YOUR GOAL: Beginning with the very first line, please reproduce the entries exactly through the line containing "let args: Vec<String>".

RECORDED INFORMATION:
# # # # #

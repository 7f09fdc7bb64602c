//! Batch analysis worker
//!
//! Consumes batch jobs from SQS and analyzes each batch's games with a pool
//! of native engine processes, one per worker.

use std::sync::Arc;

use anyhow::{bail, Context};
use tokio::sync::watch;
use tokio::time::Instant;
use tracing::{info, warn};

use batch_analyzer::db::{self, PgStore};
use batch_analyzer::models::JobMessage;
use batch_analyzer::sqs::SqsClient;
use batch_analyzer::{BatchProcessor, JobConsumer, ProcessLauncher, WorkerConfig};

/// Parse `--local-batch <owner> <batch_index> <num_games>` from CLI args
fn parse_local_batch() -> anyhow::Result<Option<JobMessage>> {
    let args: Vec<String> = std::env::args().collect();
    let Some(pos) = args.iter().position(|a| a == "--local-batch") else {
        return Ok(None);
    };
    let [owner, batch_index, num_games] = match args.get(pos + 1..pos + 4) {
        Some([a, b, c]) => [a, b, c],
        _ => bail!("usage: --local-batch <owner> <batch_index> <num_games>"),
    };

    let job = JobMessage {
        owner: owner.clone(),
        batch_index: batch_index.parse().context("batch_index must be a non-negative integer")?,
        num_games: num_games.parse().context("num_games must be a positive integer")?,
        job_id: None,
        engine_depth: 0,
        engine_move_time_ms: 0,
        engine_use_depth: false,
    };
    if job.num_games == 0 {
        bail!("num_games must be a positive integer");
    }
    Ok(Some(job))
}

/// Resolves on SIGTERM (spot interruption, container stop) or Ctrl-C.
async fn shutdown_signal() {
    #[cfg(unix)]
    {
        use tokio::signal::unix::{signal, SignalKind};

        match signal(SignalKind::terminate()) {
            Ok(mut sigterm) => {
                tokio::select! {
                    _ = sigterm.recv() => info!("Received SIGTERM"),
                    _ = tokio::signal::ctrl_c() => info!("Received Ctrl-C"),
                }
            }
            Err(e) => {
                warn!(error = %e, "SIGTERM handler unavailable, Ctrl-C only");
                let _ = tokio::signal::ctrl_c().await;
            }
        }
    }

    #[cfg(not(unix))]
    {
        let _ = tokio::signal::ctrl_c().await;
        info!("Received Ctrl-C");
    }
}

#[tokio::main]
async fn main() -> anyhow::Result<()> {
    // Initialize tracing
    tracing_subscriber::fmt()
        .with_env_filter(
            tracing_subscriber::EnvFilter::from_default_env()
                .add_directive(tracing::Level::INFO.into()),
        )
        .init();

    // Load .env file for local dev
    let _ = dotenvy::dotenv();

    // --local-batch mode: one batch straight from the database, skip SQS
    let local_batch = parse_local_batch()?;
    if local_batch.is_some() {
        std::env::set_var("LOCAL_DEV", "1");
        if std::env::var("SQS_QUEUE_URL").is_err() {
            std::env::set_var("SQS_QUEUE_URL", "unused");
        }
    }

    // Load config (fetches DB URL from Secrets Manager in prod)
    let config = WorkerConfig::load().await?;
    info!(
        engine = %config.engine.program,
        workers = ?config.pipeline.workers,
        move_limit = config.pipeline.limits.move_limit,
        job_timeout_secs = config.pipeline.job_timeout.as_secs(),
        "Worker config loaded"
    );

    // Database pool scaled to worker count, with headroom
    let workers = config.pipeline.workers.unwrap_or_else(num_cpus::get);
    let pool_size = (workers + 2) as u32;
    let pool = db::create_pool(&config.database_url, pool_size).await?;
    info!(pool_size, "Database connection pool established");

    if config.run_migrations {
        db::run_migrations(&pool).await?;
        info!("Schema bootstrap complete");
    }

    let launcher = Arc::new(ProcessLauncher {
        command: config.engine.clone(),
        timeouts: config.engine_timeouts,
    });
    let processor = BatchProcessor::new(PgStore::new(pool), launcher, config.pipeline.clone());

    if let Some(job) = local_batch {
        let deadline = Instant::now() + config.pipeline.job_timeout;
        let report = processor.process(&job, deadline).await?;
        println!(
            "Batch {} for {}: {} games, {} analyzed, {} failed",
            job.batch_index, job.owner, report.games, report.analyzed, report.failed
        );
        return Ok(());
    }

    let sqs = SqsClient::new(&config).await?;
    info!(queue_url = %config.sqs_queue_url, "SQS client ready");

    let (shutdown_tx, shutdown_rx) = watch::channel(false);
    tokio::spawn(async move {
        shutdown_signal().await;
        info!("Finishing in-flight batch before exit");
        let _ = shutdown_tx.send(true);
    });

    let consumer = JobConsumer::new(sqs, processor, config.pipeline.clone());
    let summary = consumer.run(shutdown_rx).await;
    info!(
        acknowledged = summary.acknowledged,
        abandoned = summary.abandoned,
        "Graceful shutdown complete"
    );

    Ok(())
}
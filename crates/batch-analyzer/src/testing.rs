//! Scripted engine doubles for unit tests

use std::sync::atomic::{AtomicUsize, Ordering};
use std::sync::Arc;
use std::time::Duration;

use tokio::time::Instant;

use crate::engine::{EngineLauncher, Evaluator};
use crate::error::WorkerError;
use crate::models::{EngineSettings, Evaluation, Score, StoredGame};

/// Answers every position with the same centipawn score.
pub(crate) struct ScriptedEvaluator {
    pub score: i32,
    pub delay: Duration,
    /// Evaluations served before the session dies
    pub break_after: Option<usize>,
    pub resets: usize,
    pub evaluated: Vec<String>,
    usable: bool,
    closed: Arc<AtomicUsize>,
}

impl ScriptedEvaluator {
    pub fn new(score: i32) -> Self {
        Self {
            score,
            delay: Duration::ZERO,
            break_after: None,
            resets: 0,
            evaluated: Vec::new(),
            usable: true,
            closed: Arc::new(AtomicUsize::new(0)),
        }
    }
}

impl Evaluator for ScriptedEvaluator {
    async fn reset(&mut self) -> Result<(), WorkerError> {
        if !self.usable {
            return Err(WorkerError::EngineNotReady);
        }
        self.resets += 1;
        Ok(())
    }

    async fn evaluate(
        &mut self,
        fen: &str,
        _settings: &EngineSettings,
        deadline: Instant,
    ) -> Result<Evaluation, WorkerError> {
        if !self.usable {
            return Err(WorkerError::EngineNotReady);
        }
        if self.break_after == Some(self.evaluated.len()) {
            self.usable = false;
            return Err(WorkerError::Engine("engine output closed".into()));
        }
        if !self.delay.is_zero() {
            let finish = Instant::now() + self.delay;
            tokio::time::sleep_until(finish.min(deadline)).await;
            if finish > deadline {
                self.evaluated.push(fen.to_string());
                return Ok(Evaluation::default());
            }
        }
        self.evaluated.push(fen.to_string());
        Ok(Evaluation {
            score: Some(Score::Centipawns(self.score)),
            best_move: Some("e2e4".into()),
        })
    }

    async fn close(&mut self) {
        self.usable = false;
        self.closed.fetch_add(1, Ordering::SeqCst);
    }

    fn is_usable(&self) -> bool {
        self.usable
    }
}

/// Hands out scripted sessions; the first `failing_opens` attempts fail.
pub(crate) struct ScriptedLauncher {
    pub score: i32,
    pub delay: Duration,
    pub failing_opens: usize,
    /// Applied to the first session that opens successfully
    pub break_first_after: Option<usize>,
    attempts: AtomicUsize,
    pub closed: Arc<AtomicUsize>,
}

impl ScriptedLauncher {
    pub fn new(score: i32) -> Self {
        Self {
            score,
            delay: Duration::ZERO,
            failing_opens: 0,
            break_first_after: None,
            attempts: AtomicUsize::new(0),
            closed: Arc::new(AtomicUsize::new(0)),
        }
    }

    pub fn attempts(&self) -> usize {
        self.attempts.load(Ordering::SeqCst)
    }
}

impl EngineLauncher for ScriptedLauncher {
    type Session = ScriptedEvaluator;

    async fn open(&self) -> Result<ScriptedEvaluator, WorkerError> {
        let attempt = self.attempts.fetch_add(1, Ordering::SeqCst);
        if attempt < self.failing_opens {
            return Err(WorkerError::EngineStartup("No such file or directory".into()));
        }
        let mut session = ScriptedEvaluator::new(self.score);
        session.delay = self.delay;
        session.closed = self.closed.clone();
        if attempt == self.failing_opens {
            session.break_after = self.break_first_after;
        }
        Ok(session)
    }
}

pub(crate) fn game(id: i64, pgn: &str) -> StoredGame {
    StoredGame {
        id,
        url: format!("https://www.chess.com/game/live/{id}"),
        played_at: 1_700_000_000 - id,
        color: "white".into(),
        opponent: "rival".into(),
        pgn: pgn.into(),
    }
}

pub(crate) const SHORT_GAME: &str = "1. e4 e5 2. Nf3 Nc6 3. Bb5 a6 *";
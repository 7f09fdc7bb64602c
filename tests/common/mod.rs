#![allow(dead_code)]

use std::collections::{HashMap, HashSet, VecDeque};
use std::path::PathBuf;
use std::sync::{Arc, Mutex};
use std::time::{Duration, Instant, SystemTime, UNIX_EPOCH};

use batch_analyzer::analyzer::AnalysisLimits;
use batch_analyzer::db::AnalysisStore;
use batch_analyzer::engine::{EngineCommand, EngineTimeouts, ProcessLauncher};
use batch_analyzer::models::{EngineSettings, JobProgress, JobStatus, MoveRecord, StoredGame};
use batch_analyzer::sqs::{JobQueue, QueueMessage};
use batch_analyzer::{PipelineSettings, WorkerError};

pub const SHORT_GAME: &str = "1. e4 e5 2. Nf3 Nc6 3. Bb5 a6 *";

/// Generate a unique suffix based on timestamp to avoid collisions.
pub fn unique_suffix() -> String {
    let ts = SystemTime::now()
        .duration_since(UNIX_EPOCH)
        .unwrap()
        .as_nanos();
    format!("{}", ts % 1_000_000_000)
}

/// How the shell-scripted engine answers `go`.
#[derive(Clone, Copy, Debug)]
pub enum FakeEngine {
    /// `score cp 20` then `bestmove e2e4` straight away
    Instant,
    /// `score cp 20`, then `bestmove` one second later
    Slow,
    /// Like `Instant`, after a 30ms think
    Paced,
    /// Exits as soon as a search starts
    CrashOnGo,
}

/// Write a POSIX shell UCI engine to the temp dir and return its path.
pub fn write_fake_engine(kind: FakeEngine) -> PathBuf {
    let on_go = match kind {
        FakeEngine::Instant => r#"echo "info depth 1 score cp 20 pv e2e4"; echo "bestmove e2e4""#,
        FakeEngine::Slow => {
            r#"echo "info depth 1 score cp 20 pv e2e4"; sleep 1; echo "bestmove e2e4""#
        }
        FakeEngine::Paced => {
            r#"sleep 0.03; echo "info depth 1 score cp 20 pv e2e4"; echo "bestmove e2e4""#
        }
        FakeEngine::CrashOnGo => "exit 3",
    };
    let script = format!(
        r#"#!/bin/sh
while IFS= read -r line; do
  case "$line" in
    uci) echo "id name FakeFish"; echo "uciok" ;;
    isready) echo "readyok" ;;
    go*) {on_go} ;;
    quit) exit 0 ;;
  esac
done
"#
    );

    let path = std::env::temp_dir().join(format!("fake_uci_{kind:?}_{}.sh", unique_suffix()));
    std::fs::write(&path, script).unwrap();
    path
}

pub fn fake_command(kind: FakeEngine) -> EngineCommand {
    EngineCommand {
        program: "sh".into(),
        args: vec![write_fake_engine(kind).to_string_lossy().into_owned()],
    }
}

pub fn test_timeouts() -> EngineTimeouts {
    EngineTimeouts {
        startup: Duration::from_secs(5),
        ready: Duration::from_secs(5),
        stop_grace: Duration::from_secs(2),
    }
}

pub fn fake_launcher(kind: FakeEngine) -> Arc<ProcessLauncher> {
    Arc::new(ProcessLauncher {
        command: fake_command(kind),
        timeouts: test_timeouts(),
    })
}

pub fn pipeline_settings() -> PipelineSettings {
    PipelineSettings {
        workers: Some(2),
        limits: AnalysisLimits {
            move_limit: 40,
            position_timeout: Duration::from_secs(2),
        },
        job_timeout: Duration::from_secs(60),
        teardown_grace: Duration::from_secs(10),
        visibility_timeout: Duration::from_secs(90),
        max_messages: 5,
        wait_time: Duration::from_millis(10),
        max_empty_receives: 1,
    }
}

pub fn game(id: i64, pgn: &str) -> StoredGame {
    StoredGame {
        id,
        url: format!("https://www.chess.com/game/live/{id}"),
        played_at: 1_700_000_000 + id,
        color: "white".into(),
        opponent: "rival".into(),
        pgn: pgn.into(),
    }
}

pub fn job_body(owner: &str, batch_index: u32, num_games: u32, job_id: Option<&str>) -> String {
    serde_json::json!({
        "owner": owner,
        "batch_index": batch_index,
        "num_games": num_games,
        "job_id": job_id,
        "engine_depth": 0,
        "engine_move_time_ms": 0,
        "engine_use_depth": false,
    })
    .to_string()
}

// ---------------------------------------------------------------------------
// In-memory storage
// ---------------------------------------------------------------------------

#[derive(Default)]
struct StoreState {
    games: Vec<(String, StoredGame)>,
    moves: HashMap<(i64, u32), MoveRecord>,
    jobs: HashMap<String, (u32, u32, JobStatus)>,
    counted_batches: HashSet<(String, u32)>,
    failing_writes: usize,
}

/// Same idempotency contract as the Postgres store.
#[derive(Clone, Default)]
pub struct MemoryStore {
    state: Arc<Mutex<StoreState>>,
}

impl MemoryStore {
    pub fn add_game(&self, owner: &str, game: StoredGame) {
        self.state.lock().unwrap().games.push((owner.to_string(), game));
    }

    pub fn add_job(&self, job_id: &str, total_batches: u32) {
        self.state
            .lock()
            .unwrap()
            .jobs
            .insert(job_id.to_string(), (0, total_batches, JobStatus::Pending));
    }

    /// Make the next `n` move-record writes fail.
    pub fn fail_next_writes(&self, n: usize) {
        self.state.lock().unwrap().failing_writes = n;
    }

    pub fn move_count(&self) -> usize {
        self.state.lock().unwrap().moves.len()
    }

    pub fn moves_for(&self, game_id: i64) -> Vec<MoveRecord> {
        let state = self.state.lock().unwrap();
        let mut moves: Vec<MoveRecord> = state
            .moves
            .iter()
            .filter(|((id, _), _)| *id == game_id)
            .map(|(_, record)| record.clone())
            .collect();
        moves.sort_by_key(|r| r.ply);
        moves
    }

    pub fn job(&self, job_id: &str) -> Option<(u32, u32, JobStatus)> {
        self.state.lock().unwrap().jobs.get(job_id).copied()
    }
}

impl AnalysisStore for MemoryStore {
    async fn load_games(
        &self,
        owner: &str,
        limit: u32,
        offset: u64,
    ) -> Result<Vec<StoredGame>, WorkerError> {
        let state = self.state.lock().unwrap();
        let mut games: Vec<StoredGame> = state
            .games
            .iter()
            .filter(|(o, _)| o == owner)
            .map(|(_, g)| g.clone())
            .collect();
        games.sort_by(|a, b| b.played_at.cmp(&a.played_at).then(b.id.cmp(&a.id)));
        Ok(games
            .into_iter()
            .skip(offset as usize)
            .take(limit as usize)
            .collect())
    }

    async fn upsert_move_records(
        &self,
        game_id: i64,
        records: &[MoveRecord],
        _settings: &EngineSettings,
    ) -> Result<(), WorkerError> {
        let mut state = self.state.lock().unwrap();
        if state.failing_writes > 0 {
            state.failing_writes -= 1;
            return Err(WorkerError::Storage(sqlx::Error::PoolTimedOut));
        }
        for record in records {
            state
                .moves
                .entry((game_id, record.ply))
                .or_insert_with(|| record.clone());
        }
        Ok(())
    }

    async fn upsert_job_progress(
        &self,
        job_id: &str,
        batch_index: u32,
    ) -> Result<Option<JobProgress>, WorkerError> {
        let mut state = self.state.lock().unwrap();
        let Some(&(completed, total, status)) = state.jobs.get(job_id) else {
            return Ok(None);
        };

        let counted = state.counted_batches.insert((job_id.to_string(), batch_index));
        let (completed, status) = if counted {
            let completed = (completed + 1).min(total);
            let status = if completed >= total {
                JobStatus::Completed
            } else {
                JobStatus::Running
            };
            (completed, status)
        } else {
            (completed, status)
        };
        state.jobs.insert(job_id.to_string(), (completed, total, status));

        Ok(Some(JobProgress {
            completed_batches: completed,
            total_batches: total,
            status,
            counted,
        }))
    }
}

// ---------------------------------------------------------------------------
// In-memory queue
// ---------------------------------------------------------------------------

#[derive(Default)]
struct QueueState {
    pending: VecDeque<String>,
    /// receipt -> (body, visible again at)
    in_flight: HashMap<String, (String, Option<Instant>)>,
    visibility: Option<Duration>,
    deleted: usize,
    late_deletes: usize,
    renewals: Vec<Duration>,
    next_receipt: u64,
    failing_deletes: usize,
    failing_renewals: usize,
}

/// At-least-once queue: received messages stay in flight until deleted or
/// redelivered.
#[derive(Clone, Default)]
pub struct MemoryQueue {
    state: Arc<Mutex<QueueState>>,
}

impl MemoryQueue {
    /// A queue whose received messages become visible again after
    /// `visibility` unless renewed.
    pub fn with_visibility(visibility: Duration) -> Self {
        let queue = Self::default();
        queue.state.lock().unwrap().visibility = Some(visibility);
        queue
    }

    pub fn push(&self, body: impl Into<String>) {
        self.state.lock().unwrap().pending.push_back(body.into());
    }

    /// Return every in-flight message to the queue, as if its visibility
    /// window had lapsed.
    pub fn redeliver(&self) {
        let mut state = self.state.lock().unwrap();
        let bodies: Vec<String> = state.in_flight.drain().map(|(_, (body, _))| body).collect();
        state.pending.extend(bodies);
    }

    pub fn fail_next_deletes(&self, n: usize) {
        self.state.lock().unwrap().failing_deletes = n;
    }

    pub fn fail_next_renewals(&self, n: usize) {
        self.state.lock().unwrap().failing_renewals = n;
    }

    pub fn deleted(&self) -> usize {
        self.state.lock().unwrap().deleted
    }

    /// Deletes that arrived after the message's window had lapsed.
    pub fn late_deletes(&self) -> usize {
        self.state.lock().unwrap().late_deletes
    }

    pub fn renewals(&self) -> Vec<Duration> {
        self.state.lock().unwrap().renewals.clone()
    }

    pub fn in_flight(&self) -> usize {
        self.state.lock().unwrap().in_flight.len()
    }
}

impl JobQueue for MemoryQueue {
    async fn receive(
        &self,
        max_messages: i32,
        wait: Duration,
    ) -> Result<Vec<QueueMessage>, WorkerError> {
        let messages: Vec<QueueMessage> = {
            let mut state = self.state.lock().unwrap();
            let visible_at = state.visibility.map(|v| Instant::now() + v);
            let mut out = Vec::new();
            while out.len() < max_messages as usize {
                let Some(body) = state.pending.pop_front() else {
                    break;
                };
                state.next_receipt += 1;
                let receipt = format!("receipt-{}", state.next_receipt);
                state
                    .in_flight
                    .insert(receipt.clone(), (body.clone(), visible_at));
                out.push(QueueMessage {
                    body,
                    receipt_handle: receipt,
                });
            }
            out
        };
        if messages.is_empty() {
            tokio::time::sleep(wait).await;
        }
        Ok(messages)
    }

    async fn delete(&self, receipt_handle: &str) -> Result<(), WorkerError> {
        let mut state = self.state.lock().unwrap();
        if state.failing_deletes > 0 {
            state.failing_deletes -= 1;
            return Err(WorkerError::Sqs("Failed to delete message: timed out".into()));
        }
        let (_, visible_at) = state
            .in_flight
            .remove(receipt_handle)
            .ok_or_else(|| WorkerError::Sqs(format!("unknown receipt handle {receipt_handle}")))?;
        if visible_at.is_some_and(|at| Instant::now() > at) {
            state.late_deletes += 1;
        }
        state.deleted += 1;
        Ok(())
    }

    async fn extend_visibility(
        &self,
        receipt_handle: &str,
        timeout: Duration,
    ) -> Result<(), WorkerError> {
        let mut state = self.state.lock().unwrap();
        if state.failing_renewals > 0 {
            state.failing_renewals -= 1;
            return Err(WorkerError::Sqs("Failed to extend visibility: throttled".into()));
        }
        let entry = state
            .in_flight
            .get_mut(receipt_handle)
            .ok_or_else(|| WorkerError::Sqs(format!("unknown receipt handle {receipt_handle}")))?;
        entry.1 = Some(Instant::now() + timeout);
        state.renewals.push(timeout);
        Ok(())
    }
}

# # # # #

SOLUTION TO THIS EXERCISE:
repository 7f09fdc7bb64602c
//! Batch analysis worker
//!
//! Consumes batch jobs from SQS and analyzes each batch's games with a pool
//! of native engine processes, one per worker.

use std::sync::Arc;

use anyhow::{bail, Context};
use tokio::sync::watch;
use tokio::time::Instant;
use tracing::{info, warn};

use batch_analyzer::db::{self, PgStore};
use batch_analyzer::models::JobMessage;
use batch_analyzer::sqs::SqsClient;
use batch_analyzer::{BatchProcessor, JobConsumer, ProcessLauncher, WorkerConfig};

/// Parse `--local-batch <owner> <batch_index> <num_games>` from CLI args
fn parse_local_batch() -> anyhow::Result<Option<JobMessage>> {
    let args: Vec<String> = std::env::args().collect();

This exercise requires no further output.